A django model to persist and track machine learning models
Project description
Django-Estimators
Tidy Persistence and Retrieval for Machine Learning
Intro
Django-Estimators helps persist and track machine learning models (aka estimators) and datasets.
This library provides a series of proxy objects that wrap common python machine learning objects and dataset objects. As a result, this library can be used to version, track progress and deploy models. It’s highly extensible and can be used with almost any python object (scikit-learn, numpy arrays, modules, methods).
This repo utilizes django as an ORM. If you’d like to work outside of django, try the sqlalchemy-based estimators library instead.
Installation
Django-estimators is on PyPI, so just run:
pip install django-estimators
Quick start
1. Add “estimators” to your INSTALLED_APPS django setting like this
INSTALLED_APPS = [ ... 'estimators', ]
2. To create the estimators table, run
python manage.py migrate
3. Run python manage.py shell and get create new models like so
from sklearn.ensemble import RandomForestClassifier rfc = RandomForestClassifier() from estimators.models import Estimator est = Estimator(estimator=rfc) est.description = 'a simple forest' est.save()
4. Retrieve your model, using the classic django orm, we can pull the last Estimator
est = Estimator.objects.last() # now use your estimator est.estimator.predict(X)
Use Case: Retrieving Models/Estimators
If you aren’t sure if it exists, the recommended method is to use the get_or_create method
est = Estimator.objects.get_or_create(estimator=object) # or potentially update it with update_or_create est = Estimator.objects.update_or_create(estimator=object)
If you already have the model, in this case of type object
est = Estimator.objects.filter(estimator=object).first()

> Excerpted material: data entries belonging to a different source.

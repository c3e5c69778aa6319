//! Topic patterns with topic-exchange wildcard matching.

use std::fmt;
use std::str::FromStr;

use crate::api::{Result, RuntimeError};

#[derive(Clone, Debug, PartialEq, Eq, Hash)]
enum Segment {
    Literal(String),
    /// `*`: exactly one segment.
    One,
    /// `#`: zero or more segments.
    Many,
}

/// A dot-separated routing pattern such as `Status.*` or `Result.#`.
#[derive(Clone, Debug, PartialEq, Eq, Hash)]
pub struct TopicPattern {
    raw: String,
    segments: Vec<Segment>,
}

impl TopicPattern {
    pub fn parse(pattern: &str) -> Result<Self> {
        let invalid = |reason| RuntimeError::InvalidTopicPattern {
            pattern: pattern.to_owned(),
            reason,
        };
        if pattern.is_empty() {
            return Err(invalid("pattern is empty"));
        }

        let segments = pattern
            .split('.')
            .map(|segment| match segment {
                "" => Err(invalid("empty segment")),
                "*" => Ok(Segment::One),
                "#" => Ok(Segment::Many),
                literal => Ok(Segment::Literal(literal.to_owned())),
            })
            .collect::<Result<Vec<_>>>()?;

        Ok(Self {
            raw: pattern.to_owned(),
            segments,
        })
    }

    pub fn as_str(&self) -> &str {
        &self.raw
    }

    /// Whether the routing key `topic` matches this pattern.
    pub fn matches(&self, topic: &str) -> bool {
        let words: Vec<&str> = topic.split('.').collect();
        match_segments(&self.segments, &words)
    }
}

fn match_segments(pattern: &[Segment], words: &[&str]) -> bool {
    match pattern.split_first() {
        None => words.is_empty(),
        Some((Segment::Many, rest)) => {
            (0..=words.len()).any(|skip| match_segments(rest, &words[skip..]))
        }
        Some((Segment::One, rest)) => !words.is_empty() && match_segments(rest, &words[1..]),
        Some((Segment::Literal(literal), rest)) => words
            .split_first()
            .is_some_and(|(word, tail)| *word == literal.as_str() && match_segments(rest, tail)),
    }
}

impl fmt::Display for TopicPattern {
    fn fmt(&self, f: &mut fmt::Formatter<'_>) -> fmt::Result {
        f.write_str(&self.raw)
    }
}

impl FromStr for TopicPattern {
    type Err = RuntimeError;

    fn from_str(s: &str) -> Result<Self> {
        Self::parse(s)
    }
}
//! Public runtime API surface.
//!
//! This module gathers the types exposed to consumers of the runtime crate so
//! the bus, component and manager modules can stay focused on their workers.

pub mod errors;
pub mod handle;
pub mod processor;

pub use errors::{BrokerError, Result, RuntimeError};
pub use handle::{ComponentHandle, ManagerHandle};
pub use processor::{EpochContext, EpochProcessor};
//! Configuration for the labeling pipeline.

use anyhow::Result;
use serde::Deserialize;

/// Parameters for labeling a series and optionally filtering the result.
#[derive(Debug, Clone, PartialEq, Deserialize)]
pub struct LabelConfig {
    /// Minimum move that validates a directional segment
    pub excursion: f64,

    /// Samples without a new extremum before a segment is closed
    pub inactive: usize,

    /// Run the trend-strength filter after labeling
    #[serde(default = "default_filter")]
    pub filter: bool,

    /// Excursion used by the filter; falls back to `excursion`
    #[serde(default)]
    pub filter_excursion: Option<f64>,
}

fn default_filter() -> bool { true }

impl LabelConfig {
    pub fn new(excursion: f64, inactive: usize) -> Self {
        Self {
            excursion,
            inactive,
            filter: default_filter(),
            filter_excursion: None,
        }
    }

    /// Validate configuration parameters
    pub fn validate(&self) -> Result<()> {
        if !(self.excursion.is_finite() && self.excursion > 0.0) {
            anyhow::bail!("excursion must be finite and > 0, got {}", self.excursion);
        }

        if self.inactive == 0 {
            anyhow::bail!("inactive must be greater than 0");
        }

        if let Some(e) = self.filter_excursion {
            if !(e.is_finite() && e > 0.0) {
                anyhow::bail!("filter_excursion must be finite and > 0, got {}", e);
            }
        }

        Ok(())
    }

    /// Parse configuration from TOML text
    pub fn from_toml_str(content: &str) -> Result<Self> {
        let config: LabelConfig = toml::from_str(content)?;
        config.validate()?;
        Ok(config)
    }

    pub fn effective_filter_excursion(&self) -> f64 {
        self.filter_excursion.unwrap_or(self.excursion)
    }
}
//! Invariant checks for the labeler and filter on random walks

use rand::rngs::StdRng;
use rand::{Rng, SeedableRng};
use trendlabel::{
    Direction, LabelConfig, filter, filter_direction, label, label_direction, label_series,
    segments,
};

fn random_walk(seed: u64, n: usize) -> Vec<f64> {
    let mut rng = StdRng::seed_from_u64(seed);
    let mut level = 100.0_f64;
    (0..n)
        .map(|_| {
            level += rng.gen_range(-1.0_f64..1.0);
            level
        })
        .collect()
}

fn random_labels(seed: u64, n: usize) -> Vec<Direction> {
    let mut rng = StdRng::seed_from_u64(seed);
    let mut labels = Vec::with_capacity(n);
    let mut current = Direction::Flat;
    for _ in 0..n {
        // long runs so the filter sees more than single points
        if rng.gen_range(0..8) == 0 {
            current = match rng.gen_range(0..3) {
                0 => Direction::Down,
                1 => Direction::Flat,
                _ => Direction::Up,
            };
        }
        labels.push(current);
    }
    labels
}

#[test]
fn test_label_preserves_length() {
    for seed in 0..20 {
        for n in [0, 1, 2, 7, 50, 500] {
            let y = random_walk(seed, n);
            let labels = label(&y, 2.0, 15).unwrap();
            assert_eq!(labels.len(), y.len());
            assert_eq!(label_direction(&y, 2.0, 15).unwrap().len(), y.len());
        }
    }
}

#[test]
fn test_label_segments_partition_series() {
    for seed in 0..20 {
        let y = random_walk(seed, 400);
        let labels = label(&y, 1.5, 10).unwrap();
        let segs = segments(&labels);

        let mut expected_start = 0;
        for pair in segs.windows(2) {
            assert_ne!(pair[0].direction, pair[1].direction);
        }
        for seg in &segs {
            assert_eq!(seg.start, expected_start);
            assert!(labels[seg.start..=seg.end].iter().all(|&d| d == seg.direction));
            expected_start = seg.end + 1;
        }
        assert_eq!(expected_start, labels.len());
    }
}

#[test]
fn test_large_excursion_is_all_flat() {
    let y = random_walk(7, 300);
    let high = y.iter().cloned().fold(f64::MIN, f64::max);
    let low = y.iter().cloned().fold(f64::MAX, f64::min);
    let range = high - low;
    let labels = label(&y, range + 1.0, 10).unwrap();
    assert!(labels.iter().all(|d| d.is_flat()));
}

#[test]
fn test_filter_never_creates_labels() {
    for seed in 0..20 {
        let y = random_walk(seed, 300);
        let dir = random_labels(seed + 100, 300);
        let out = filter(&y, &dir, 1.0).unwrap();

        assert_eq!(out.len(), dir.len());
        for (before, after) in dir.iter().zip(&out) {
            assert!(after.is_flat() || after == before);
        }
    }
}

#[test]
fn test_filter_huge_excursion_clears_all() {
    let y = random_walk(3, 300);
    let dir = label(&y, 1.0, 10).unwrap();

    // a run fully below the threshold becomes flat
    let out = filter(&y, &dir, 1e9).unwrap();
    assert!(out.iter().all(|d| d.is_flat()));
}

#[test]
fn test_host_filter_matches_typed_filter() {
    let y = random_walk(11, 200);
    let dir = label(&y, 1.0, 10).unwrap();
    let host_dir: Vec<f64> = dir.iter().map(|d| d.as_f64()).collect();

    let typed: Vec<f64> = filter(&y, &dir, 1.5)
        .unwrap()
        .iter()
        .map(|d| d.as_f64())
        .collect();
    let host = filter_direction(&y, &host_dir, 1.5).unwrap();
    assert_eq!(typed, host);
}

#[test]
fn test_label_series_end_to_end() {
    let config = LabelConfig::from_toml_str("excursion = 1.5\ninactive = 10\n").unwrap();
    let y = random_walk(5, 250);

    let labels = label_series(&y, &config).unwrap();
    let unfiltered = label(&y, 1.5, 10).unwrap();
    assert_eq!(labels.len(), y.len());
    for (raw, kept) in unfiltered.iter().zip(&labels) {
        assert!(kept.is_flat() || kept == raw);
    }
}

#[test]
fn test_sawtooth_alternates_direction() {
    let y: Vec<f64> = (0..40)
        .map(|i| {
            if (i / 5) % 2 == 0 {
                (i % 5) as f64
            } else {
                (5 - i % 5) as f64
            }
        })
        .collect();
    let labels = label(&y, 3.0, 20).unwrap();

    assert!(labels.contains(&Direction::Up));
    assert!(labels.contains(&Direction::Down));
}
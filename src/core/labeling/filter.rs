//! Trend-strength filter for directional labels.
//!
//! Each nonzero run is fitted with a least-squares line from both ends.
//! Only the prefix and suffix whose fitted move reaches `excursion` keep
//! their label; everything else in the run becomes flat.

use tracing::trace;

use crate::direction::{Direction, Segment, from_host, segments, to_host};
use crate::error::{Result, check_excursion, check_lengths};
use crate::ols::RunningOls;

/// Strongest fitted move found while scanning a run from one end.
#[derive(Debug, Clone, Copy)]
struct Reach {
    index: usize,
    distance: f64,
}

/// Signed trend strength of `values[run.start..=i]`, maximized over `i`.
///
/// Starts at the scan origin with a distance of zero; the first point has no
/// slope and is never a candidate.
fn forward_reach(values: &[f64], run: &Segment, sign: f64) -> Reach {
    let mut ols = RunningOls::new();
    let mut best = Reach {
        index: run.start,
        distance: 0.0,
    };

    for i in run.start..=run.end {
        let x = (i - run.start) as f64;
        ols.push(x, values[i]);
        let Some(beta) = ols.slope() else {
            continue;
        };
        let distance = sign * beta * x;
        if distance > best.distance {
            best = Reach { index: i, distance };
        }
    }

    best
}

/// Mirror of [`forward_reach`], fitting from `run.end` towards `run.start`.
fn backward_reach(values: &[f64], run: &Segment, sign: f64) -> Reach {
    let mut ols = RunningOls::new();
    let mut best = Reach {
        index: run.end,
        distance: 0.0,
    };

    for i in (run.start..=run.end).rev() {
        let x = (run.end - i) as f64;
        ols.push(x, values[i]);
        let Some(beta) = ols.slope() else {
            continue;
        };
        let distance = -sign * beta * x;
        if distance > best.distance {
            best = Reach { index: i, distance };
        }
    }

    best
}

/// Trim each directional run to the sub-runs whose fitted trend reaches
/// `excursion`.
///
/// # Arguments
///
/// * `values` - The series the labels were computed on.
/// * `dir` - Existing labels, same length as `values`.
/// * `excursion` - Minimum fitted move a kept sub-run must show.
///
/// # Returns
///
/// Refined labels. Flat positions stay flat; nonzero positions either keep
/// their label or become flat.
pub fn filter(values: &[f64], dir: &[Direction], excursion: f64) -> Result<Vec<Direction>> {
    check_lengths(values.len(), dir.len())?;
    check_excursion(excursion)?;

    let mut out = vec![Direction::Flat; values.len()];

    for run in segments(dir).iter().filter(|s| !s.direction.is_flat()) {
        let sign = run.direction.as_f64();
        let fwd = forward_reach(values, run, sign);
        let back = backward_reach(values, run, sign);

        // output starts flat, so only the kept ends need writing
        if fwd.distance >= excursion {
            out[run.start..=fwd.index].fill(run.direction);
        }
        if back.distance >= excursion {
            out[back.index..=run.end].fill(run.direction);
        }

        trace!(
            "run [{}, {}] {:?}: forward {:.4} to {}, backward {:.4} from {}",
            run.start,
            run.end,
            run.direction,
            fwd.distance,
            fwd.index,
            back.distance,
            back.index
        );
    }

    Ok(out)
}

/// [`filter`] in the host representation.
///
/// `dir` must only contain `-1.0`, `0.0` or `1.0`.
pub fn filter_direction(values: &[f64], dir: &[f64], excursion: f64) -> Result<Vec<f64>> {
    // a length mismatch is reported ahead of any bad label value
    check_lengths(values.len(), dir.len())?;
    let dir = from_host(dir)?;
    Ok(to_host(&filter(values, &dir, excursion)?))
}
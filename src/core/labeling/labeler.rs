//! Forward-scan direction labeler.
//!
//! Walks the series once, tracking the running maximum and minimum of the
//! current segment. A segment is closed either when price retraces by at
//! least `excursion` from the latest extremum, or when no new extremum has
//! been made for `inactive` samples.

use tracing::debug;

use crate::direction::{Direction, to_host};
use crate::error::{LabelError, Result, check_excursion, check_inactive};

/// Index and value of a running extremum.
#[derive(Debug, Clone, Copy)]
struct Extremum {
    index: usize,
    value: f64,
}

/// Transient scan state; lives only for one call to [`label`].
#[derive(Debug, Clone, Copy)]
struct ScanState {
    start: usize,
    max: Extremum,
    min: Extremum,
}

impl ScanState {
    fn new(index: usize, value: f64) -> Self {
        let at = Extremum { index, value };
        ScanState {
            start: index,
            max: at,
            min: at,
        }
    }

    fn swing(&self) -> f64 {
        self.max.value - self.min.value
    }

    /// Minimum was made after the maximum.
    fn falling(&self) -> bool {
        self.min.index > self.max.index
    }

    /// Maximum was made after the minimum.
    fn rising(&self) -> bool {
        self.max.index > self.min.index
    }

    // Non-strict comparisons so that ties move the extremum to the later index.
    fn track(&mut self, index: usize, value: f64) {
        if value >= self.max.value {
            self.max = Extremum { index, value };
        }
        if value <= self.min.value {
            self.min = Extremum { index, value };
        }
    }
}

/// Assign `label` to the inclusive range `[from, to]`; empty when `to < from`.
fn apply_label(labels: &mut [Direction], from: usize, to: usize, label: Direction) {
    if from <= to {
        labels[from..=to].fill(label);
    }
}

/// Flat over `[start, max)` followed by a down leg over `[max, min]`.
fn emit_down(labels: &mut [Direction], state: &ScanState) {
    labels[state.start..state.max.index].fill(Direction::Flat);
    apply_label(labels, state.max.index, state.min.index, Direction::Down);
}

/// Flat over `[start, min)` followed by an up leg over `[min, max]`.
fn emit_up(labels: &mut [Direction], state: &ScanState) {
    labels[state.start..state.min.index].fill(Direction::Flat);
    apply_label(labels, state.min.index, state.max.index, Direction::Up);
}

/// Label each sample of `values` as up, down or flat.
///
/// # Arguments
///
/// * `values` - Ordered series (prices, signal levels, ...).
/// * `excursion` - Minimum move that validates a directional segment.
/// * `inactive` - Samples without a new extremum after which the current
///   segment is closed.
///
/// # Returns
///
/// One label per input sample. An empty input yields an empty output.
pub fn label(values: &[f64], excursion: f64, inactive: usize) -> Result<Vec<Direction>> {
    check_excursion(excursion)?;
    check_inactive(inactive)?;

    let mut labels = vec![Direction::Flat; values.len()];
    let Some(&first) = values.first() else {
        return Ok(labels);
    };

    let mut state = ScanState::new(0, first);

    for (cursor, &v) in values.iter().enumerate() {
        if state.swing() >= excursion && state.falling() && v - state.min.value >= excursion {
            // down leg confirmed by a rebound off the minimum
            debug!(
                "retracement up at {}: down leg [{}, {}]",
                cursor, state.max.index, state.min.index
            );
            emit_down(&mut labels, &state);
            state.start = state.min.index;
            state.max = Extremum { index: cursor, value: v };
        } else if state.swing() >= excursion && state.rising() && state.max.value - v >= excursion {
            debug!(
                "retracement down at {}: up leg [{}, {}]",
                cursor, state.min.index, state.max.index
            );
            emit_up(&mut labels, &state);
            state.start = state.max.index;
            state.min = Extremum { index: cursor, value: v };
        } else if state.rising()
            && cursor - state.max.index >= inactive
            && v - state.max.value < excursion
        {
            if state.swing() >= excursion {
                emit_up(&mut labels, &state);
                apply_label(&mut labels, state.max.index + 1, cursor, Direction::Flat);
            } else {
                apply_label(&mut labels, state.start, cursor, Direction::Flat);
            }
            debug!(
                "inactive after up stance at {}: segment [{}, {}] closed",
                cursor, state.start, cursor
            );
            state = ScanState::new(cursor, v);
        } else if state.falling()
            && cursor - state.min.index >= inactive
            && state.min.value - v < excursion
        {
            if state.swing() >= excursion {
                emit_down(&mut labels, &state);
                apply_label(&mut labels, state.min.index + 1, cursor, Direction::Flat);
            } else {
                apply_label(&mut labels, state.start, cursor, Direction::Flat);
            }
            debug!(
                "inactive after down stance at {}: segment [{}, {}] closed",
                cursor, state.start, cursor
            );
            state = ScanState::new(cursor, v);
        }

        state.track(cursor, v);
    }

    let last = values.len() - 1;
    if state.swing() >= excursion && state.falling() {
        emit_down(&mut labels, &state);
        apply_label(&mut labels, state.min.index + 1, last, Direction::Flat);
    } else if state.swing() >= excursion && state.rising() {
        emit_up(&mut labels, &state);
        apply_label(&mut labels, state.max.index + 1, last, Direction::Flat);
    } else {
        apply_label(&mut labels, state.start, last, Direction::Flat);
    }
    debug!("finalized {} samples, last segment from {}", values.len(), state.start);

    Ok(labels)
}

/// [`label`] in the host representation: labels as `-1.0`, `0.0`, `1.0`.
///
/// Takes a signed `inactive` so non-positive windows from the host are
/// reported as invalid arguments instead of wrapping.
pub fn label_direction(values: &[f64], excursion: f64, inactive: i64) -> Result<Vec<f64>> {
    let inactive = usize::try_from(inactive).map_err(|_| {
        LabelError::invalid("inactive", format!("must be at least 1 sample, got {}", inactive))
    })?;
    Ok(to_host(&label(values, excursion, inactive)?))
}
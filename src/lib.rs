//! Directional labeling of price and signal series.
//!
//! # Modules
//!
//! - `config` - Labeling parameters, loadable from TOML
//! - `pipeline` - Labeler followed by the trend-strength filter
//!
//! The transforms themselves live in the `labeling` crate and are
//! re-exported here.

pub mod config;
pub mod pipeline;

pub use config::LabelConfig;
pub use pipeline::label_series;

pub use labeling::{
    Direction, LabelError, RunningOls, Segment, filter, filter_direction, label,
    label_direction, segments,
};
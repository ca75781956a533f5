//! Labeling error types.

use thiserror::Error;

/// Errors raised while validating labeler and filter arguments.
///
/// All checks run before the scan starts, so a failed call never
/// produces a partial label sequence.
#[derive(Debug, Clone, PartialEq, Error)]
pub enum LabelError {
    #[error("Invalid argument: {name} - {reason}")]
    InvalidArgument { name: &'static str, reason: String },
}

impl LabelError {
    pub(crate) fn invalid(name: &'static str, reason: impl Into<String>) -> Self {
        LabelError::InvalidArgument {
            name,
            reason: reason.into(),
        }
    }
}

/// Result type alias for labeling operations.
pub type Result<T> = std::result::Result<T, LabelError>;

/// Excursion must be a finite, strictly positive magnitude.
pub(crate) fn check_excursion(excursion: f64) -> Result<()> {
    if !(excursion.is_finite() && excursion > 0.0) {
        return Err(LabelError::invalid(
            "excursion",
            format!("must be finite and > 0, got {}", excursion),
        ));
    }
    Ok(())
}

pub(crate) fn check_inactive(inactive: usize) -> Result<()> {
    if inactive == 0 {
        return Err(LabelError::invalid("inactive", "must be at least 1 sample"));
    }
    Ok(())
}

pub(crate) fn check_lengths(values: usize, labels: usize) -> Result<()> {
    if values != labels {
        return Err(LabelError::invalid(
            "dir",
            format!("length {} does not match values length {}", labels, values),
        ));
    }
    Ok(())
}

If you know the unique hash of the model
est = Estimator.objects.filter(object_hash='d9c9f286391652b89978a6961b52b674').first()
Use Case: Persisting and Retrieving DataSets
The DataSet class functions just like the Estimator class. If you have a numpy matrix or a pandas dataframe, you can wrap it with a DataSet object
import numpy as np import pandas as pd df = pd.DataFrame(np.random.randint(0,10,(100,8))) from estimators.models import DataSet ds = DataSet(data=df) ds.save()
You can pull that same DataSet object later with
ds = DataSet.objects.latest('create_date')
And if you already have the dataset
ds = DataSet.objects.filter(data=df).first()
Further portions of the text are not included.